Bieksa realized how high the stakes were in Game 2 and wisely didn’t go out of his way to avenge the slash. That doesn’t mean he isn’t ultimately going to even the score, though.
“There’s such a thing as karma,” Bieksa said. “Whether it’s next year or the year after, maybe someone will get (Peverley).”
• You’d have to think the way the Canucks won the first two games of this series – scoring late in Game 1 and coming back in Game 2 to win in overtime – will leave a distinct impression on both teams entering Game 3.
“Well I hope so,” said Canucks captain Henrik Sedin. “I’m not sure how they feel over there, but if I were in their position, that’s tough. Knowing you could have been up 2-0 and now you’re down 2-0. But I’m sure they’ll stay positive and as long as they don’t lose at home, they’re going to be in the series again.”
• Teams that win the first two games of the final have gone on to win the Stanley Cup 42 of 46 times. But at least the Bruins have some recent history to draw upon for inspiration. Just two years ago, the Pittsburgh Penguins went into an 0-2 hole against the Detroit Red Wings before coming back to win the series in seven games. The Penguins became the first team in NHL history to come back from 0-2 deficits in two series to win the Stanley Cup, overcoming the same deficit against Washington in the second round.
Coincidentally, the Bruins fell behind 0-2 to the Montreal Canadiens in the first round before coming back to win.
• For former Canucks GM David Nonis, these are indeed bittersweet times. There is no disputing both he and Brian Burke were major architects of this Canucks team, but neither will get his name on the Stanley Cup if the Canucks win.
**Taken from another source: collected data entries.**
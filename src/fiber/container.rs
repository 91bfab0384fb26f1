//! Collections of fibers.
use crate::fiber::Fiber;
use crate::kernel::KernelProvider;
use crate::linalg::matvec;
use crate::traits::LocalOperator;
use crate::types::{Error, Result};
use rayon::prelude::*;

/// The fibers owned by this process.
#[derive(Debug, Default)]
pub struct FiberContainer {
    fibers: Vec<Fiber>,
}

/// Offsets of consecutive blocks with the given sizes.
fn offsets(sizes: impl Iterator<Item = usize>) -> Vec<usize> {
    let mut result = vec![0];
    for size in sizes {
        result.push(result[result.len() - 1] + size);
    }
    result
}

impl FiberContainer {
    /// Create a container from a set of fibers.
    pub fn new(fibers: Vec<Fiber>) -> Self {
        Self { fibers }
    }

    /// The fibers.
    pub fn fibers(&self) -> &[Fiber] {
        &self.fibers
    }

    /// Mutable access to the fibers.
    pub fn fibers_mut(&mut self) -> &mut [Fiber] {
        &mut self.fibers
    }

    /// Number of fibers.
    pub fn len(&self) -> usize {
        self.fibers.len()
    }

    /// Whether there are no fibers.
    pub fn is_empty(&self) -> bool {
        self.fibers.is_empty()
    }

    /// Add a fiber.
    pub fn push(&mut self, fiber: Fiber) {
        self.fibers.push(fiber);
    }

    fn node_offsets(&self) -> Vec<usize> {
        offsets(self.fibers.iter().map(|f| 3 * f.n_nodes()))
    }

    fn solution_offsets(&self) -> Vec<usize> {
        offsets(self.fibers.iter().map(|f| f.solution_size()))
    }

    fn check_len(&self, what: &'static str, values: &[f64], expected: usize) -> Result<()> {
        if values.len() != expected {
            return Err(Error::SizeMismatch {
                what,
                expected,
                found: values.len(),
            });
        }
        Ok(())
    }

    /// Node positions of all fibers, interleaved.
    pub fn node_positions(&self) -> Vec<f64> {
        self.fibers
            .iter()
            .flat_map(|f| f.positions().iter().copied())
            .collect()
    }

    /// Recompute the arclength derivatives of all fibers.
    pub fn update_derivatives(&mut self) -> Result<()> {
        self.fibers
            .par_iter_mut()
            .try_for_each(|fiber| fiber.update_derivatives())
    }

    /// Recompute the self interaction tensors of all fibers.
    pub fn update_stokeslets(&mut self, eta: f64) -> Result<()> {
        self.fibers
            .par_iter_mut()
            .try_for_each(|fiber| fiber.update_stokeslet(eta))
    }

    /// Form the linear operators of all fibers.
    pub fn form_linear_operators(&mut self, dt: f64, eta: f64) -> Result<()> {
        self.fibers
            .par_iter_mut()
            .try_for_each(|fiber| fiber.form_linear_operator(dt, eta))
    }

    /// Compute right hand sides, apply boundary conditions and build preconditioners.
    ///
    /// `flow` and `f_external` hold one 3-vector per fiber node.
    pub fn update_rhs(&mut self, flow: &[f64], f_external: &[f64]) -> Result<()> {
        let total = 3 * self.local_node_count();
        self.check_len("fiber flow", flow, total)?;
        self.check_len("fiber external force", f_external, total)?;
        let offsets = self.node_offsets();
        self.fibers
            .par_iter_mut()
            .enumerate()
            .try_for_each(|(i, fiber)| {
                let range = offsets[i]..offsets[i + 1];
                fiber.compute_rhs(&flow[range.clone()], &f_external[range])?;
                fiber.apply_bc_rectangular()?;
                fiber.build_preconditioner()
            })
    }

    /// Subtract the minus end link velocities, 7 per fiber, from the fiber block `y`.
    ///
    /// Fibers without a binding site are left untouched.
    pub fn apply_link_velocities(&self, velocities: &[f64], y: &mut [f64]) -> Result<()> {
        let offsets = self.solution_offsets();
        self.check_len("fiber link velocities", velocities, 7 * self.fibers.len())?;
        self.check_len("fiber block", y, offsets[offsets.len() - 1])?;
        for (i, (fiber, link)) in self.fibers.iter().zip(velocities.chunks_exact(7)).enumerate() {
            if fiber.binding_site().is_none() {
                continue;
            }
            let link: [f64; 7] = [link[0], link[1], link[2], link[3], link[4], link[5], link[6]];
            fiber.apply_link_velocity(&link, &mut y[offsets[i]..offsets[i + 1]])?;
        }
        Ok(())
    }

    /// Constant force density along the tangent of every fiber.
    pub fn generate_constant_force(&self, force_scale: f64) -> Vec<f64> {
        self.fibers
            .iter()
            .flat_map(|f| f.xs().iter().map(move |t| force_scale * t))
            .collect()
    }

    /// Point forces at all fiber nodes for the fiber slice `x` of a solution.
    pub fn apply_fiber_force(&self, x: &[f64]) -> Result<Vec<f64>> {
        let offsets = self.solution_offsets();
        self.check_len("fiber solution", x, offsets[offsets.len() - 1])?;
        let forces = self
            .fibers
            .par_iter()
            .enumerate()
            .map(|(i, fiber)| fiber.apply_fiber_force(&x[offsets[i]..offsets[i + 1]]))
            .collect::<Result<Vec<_>>>()?;
        Ok(forces.concat())
    }

    /// Point forces from a force density given at every fiber node.
    pub fn point_forces(&self, force_density: &[f64]) -> Result<Vec<f64>> {
        self.check_len("fiber force density", force_density, 3 * self.local_node_count())?;
        let weights = self
            .fibers
            .iter()
            .flat_map(|f| f.quadrature_weights());
        Ok(force_density
            .chunks_exact(3)
            .zip(weights)
            .flat_map(|(f, w)| [f[0] * w, f[1] * w, f[2] * w])
            .collect())
    }

    /// Velocity at `r_trg` induced by point forces at all fiber nodes.
    pub fn flow(&self, kernel: &KernelProvider, forces: &[f64], r_trg: &[f64]) -> Result<Vec<f64>> {
        self.check_len("fiber forces", forces, 3 * self.local_node_count())?;
        Ok(kernel.stokeslet_velocity(&self.node_positions(), forces, r_trg))
    }

    /// Velocity at each fiber's nodes due to its own point forces.
    ///
    /// This part of [FiberContainer::flow] is already described by the local mobility of
    /// each fiber and is removed from the velocity at its own nodes.
    pub fn self_flow(&self, forces: &[f64]) -> Result<Vec<f64>> {
        let offsets = self.node_offsets();
        self.check_len("fiber forces", forces, offsets[offsets.len() - 1])?;
        let blocks = self
            .fibers
            .par_iter()
            .enumerate()
            .map(|(i, fiber)| Ok(matvec(fiber.stokeslet()?, &forces[offsets[i]..offsets[i + 1]])))
            .collect::<Result<Vec<_>>>()?;
        Ok(blocks.concat())
    }
}

impl LocalOperator for FiberContainer {
    fn local_solution_size(&self) -> usize {
        self.fibers.iter().map(|f| f.solution_size()).sum()
    }

    fn local_node_count(&self) -> usize {
        self.fibers.iter().map(|f| f.n_nodes()).sum()
    }

    fn rhs(&self) -> Result<Vec<f64>> {
        let mut rhs = Vec::with_capacity(self.local_solution_size());
        for fiber in &self.fibers {
            rhs.extend_from_slice(fiber.rhs()?);
        }
        Ok(rhs)
    }

    fn apply_preconditioner(&self, x: &[f64]) -> Result<Vec<f64>> {
        let offsets = self.solution_offsets();
        self.check_len("fiber solution", x, offsets[offsets.len() - 1])?;
        let blocks = self
            .fibers
            .par_iter()
            .enumerate()
            .map(|(i, fiber)| fiber.apply_preconditioner(&x[offsets[i]..offsets[i + 1]]))
            .collect::<Result<Vec<_>>>()?;
        Ok(blocks.concat())
    }

    fn matvec(&self, x: &[f64], v_on_nodes: &[f64]) -> Result<Vec<f64>> {
        let offsets = self.solution_offsets();
        let node_offsets = self.node_offsets();
        self.check_len("fiber solution", x, offsets[offsets.len() - 1])?;
        self.check_len("velocity on fibers", v_on_nodes, node_offsets[node_offsets.len() - 1])?;
        let blocks = self
            .fibers
            .par_iter()
            .enumerate()
            .map(|(i, fiber)| {
                fiber.matvec(
                    &x[offsets[i]..offsets[i + 1]],
                    &v_on_nodes[node_offsets[i]..node_offsets[i + 1]],
                )
            })
            .collect::<Result<Vec<_>>>()?;
        Ok(blocks.concat())
    }
}

#[cfg(test)]
mod test {
    extern crate blas_src;
    extern crate lapack_src;

    use super::FiberContainer;
    use crate::fiber::{Fiber, FiberStage};
    use crate::kernel::KernelProvider;
    use crate::params::{FiberOptions, KernelOptions};
    use crate::traits::LocalOperator;
    use crate::types::Error;
    use approx::assert_relative_eq;

    fn container() -> FiberContainer {
        let options = FiberOptions::default();
        let kernel_options = KernelOptions::default();
        let mut fibers = Vec::new();
        for k in 0..3 {
            let mut fiber = Fiber::new(8 + 2 * k, 1.0, 0.05, 1.0, &options, &kernel_options).unwrap();
            fiber.translate(&[0.0, k as f64, 0.0]);
            fibers.push(fiber);
        }
        FiberContainer::new(fibers)
    }

    #[test]
    fn test_sizes() {
        let fc = container();
        assert_eq!(fc.local_node_count(), 8 + 10 + 12);
        assert_eq!(fc.local_solution_size(), 4 * 30);
        assert_eq!(fc.node_positions().len(), 90);
    }

    #[test]
    fn test_rhs_requires_boundary_conditions() {
        let mut fc = container();
        assert!(matches!(
            fc.rhs(),
            Err(Error::StageOrder {
                operation: "rhs",
                required: FiberStage::BoundaryApplied,
                current: FiberStage::GeometrySet,
            })
        ));

        let zeros = vec![0.0; 90];
        fc.update_derivatives().unwrap();
        fc.update_stokeslets(1.0).unwrap();
        fc.form_linear_operators(0.01, 1.0).unwrap();
        fc.update_rhs(&zeros, &zeros).unwrap();
        assert_eq!(fc.rhs().unwrap().len(), 120);

        fc.fibers_mut()[1].translate(&[0.0, 0.0, 1.0]);
        assert!(matches!(fc.rhs(), Err(Error::StageOrder { .. })));
    }

    #[test]
    fn test_self_flow_matches_kernel_on_own_nodes() {
        let mut fc = container();
        fc.update_derivatives().unwrap();
        fc.update_stokeslets(1.0).unwrap();
        let kernel = KernelProvider::new(1.0, &KernelOptions::default());

        // Forces only on the first fiber: after removing the self part its own nodes
        // see no velocity.
        let mut forces = vec![0.0; 90];
        for v in forces[..24].iter_mut() {
            *v = 1.0;
        }
        let velocity = fc.flow(&kernel, &forces, &fc.node_positions()).unwrap();
        let self_flow = fc.self_flow(&forces).unwrap();
        assert_eq!(velocity.len(), 90);
        for (v, s) in velocity[..24].iter().zip(&self_flow[..24]) {
            assert_relative_eq!(*v, *s, epsilon = 1e-12);
        }
        assert!(self_flow[24..].iter().all(|v| *v == 0.0));
        assert!(velocity[24..].iter().any(|v| v.abs() > 1e-6));
    }

    #[test]
    fn test_point_forces_integrate_density() {
        let mut fc = container();
        fc.update_derivatives().unwrap();
        let density = vec![1.0; 90];
        let forces = fc.point_forces(&density).unwrap();
        let total: f64 = forces.iter().step_by(3).sum();
        assert_relative_eq!(total, 3.0, epsilon = 1e-12);
    }

    #[test]
    fn test_constant_force_follows_tangent() {
        let mut fc = container();
        fc.update_derivatives().unwrap();
        let force = fc.generate_constant_force(2.0);
        assert_eq!(force.len(), 90);
        for f in force.chunks_exact(3) {
            assert_relative_eq!(f[0], 2.0, epsilon = 1e-10);
        }
    }

    #[test]
    fn test_block_preconditioner_roundtrip() {
        let mut fc = container();
        fc.update_derivatives().unwrap();
        fc.update_stokeslets(1.0).unwrap();
        fc.form_linear_operators(0.01, 1.0).unwrap();
        let zeros = vec![0.0; 90];
        let force = fc.generate_constant_force(1.0);
        fc.update_rhs(&zeros, &force).unwrap();

        let rhs = fc.rhs().unwrap();
        let x = fc.apply_preconditioner(&rhs).unwrap();
        let y = fc.matvec(&x, &zeros).unwrap();
        let scale = rhs.iter().fold(0.0_f64, |m, v| m.max(v.abs()));
        for (a, b) in rhs.iter().zip(y.iter()) {
            assert_relative_eq!(a, b, epsilon = 1e-6 * scale);
        }
    }
}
Some things about Nonis’ departure from the Canucks still clearly stick in his craw. One of them is that one of the reasons he was fired was his refusal to trade some of the players on the roster that are helping the Canucks now.
“If I had done some of the things they asked me to do, that team wouldn’t be playing in the final right now,” said Nonis, the assistant GM of the Toronto Maple Leafs under Burke. “There would have been a lot of players gone that are there now.”
Nonis acknowledges he’s happy for the players he and Burke worked with in their time with the Canucks and as difficult as it is to wonder what might have been, there is a certain satisfaction in knowing he left the Canucks in good shape.
“I’d rather be in the position of knowing that some of the things we did are going to help the team win than knowing the things we did ruined the team,” Nonis said. “If they pull this off, it’s not a bad resume builder.”